* [MATERIAL SUPPLIED]:
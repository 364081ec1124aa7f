//! The total-order seam.
//!
//! A [`CoupledSet`](crate::CoupledSet) does not require its element type to
//! implement [`Ord`]; it requires a [`Comparator`], the sole collaborator the
//! set calls back into. `NaturalOrder` bridges the common case, and
//! [`OrderFn`] lifts any `Fn(&T, &T) -> Ordering` closure into a comparator.
//!
//! The comparator must be a pure total order: deterministic, consistent
//! across calls, with `Ordering::Equal` meaning "same key". The set enforces
//! key uniqueness under exactly that equivalence.

use std::cmp::Ordering;

/// A total order over `T`, supplied by the caller.
///
/// Implementations must be side-effect-free and stable: the set invokes the
/// comparator concurrently from many threads, under fine-grained locks, and
/// its sorted invariant is only as good as the order it is given.
pub trait Comparator<T>: Send + Sync {
    /// Compare two stored values.
    fn compare(&self, lhs: &T, rhs: &T) -> Ordering;
}

/// The natural `Ord`-derived order. Default comparator for
/// [`CoupledSet::new`](crate::CoupledSet::new).
#[derive(Debug, Clone, Copy, Default)]
pub struct NaturalOrder;

impl<T: Ord> Comparator<T> for NaturalOrder {
    fn compare(&self, lhs: &T, rhs: &T) -> Ordering {
        lhs.cmp(rhs)
    }
}

/// A comparator backed by a closure or function pointer.
#[derive(Debug, Clone, Copy)]
pub struct OrderFn<F>(pub F);

impl<T, F> Comparator<T> for OrderFn<F>
where
    F: Fn(&T, &T) -> Ordering + Send + Sync,
{
    fn compare(&self, lhs: &T, rhs: &T) -> Ordering {
        (self.0)(lhs, rhs)
    }
}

* [WORK TO COMPLETE]: What lines in the entries above hold "Sync"? Copy every one.

* [TASK OUTPUT]:
pub trait Comparator<T>: Send + Sync {
    F: Fn(&T, &T) -> Ordering + Send + Sync,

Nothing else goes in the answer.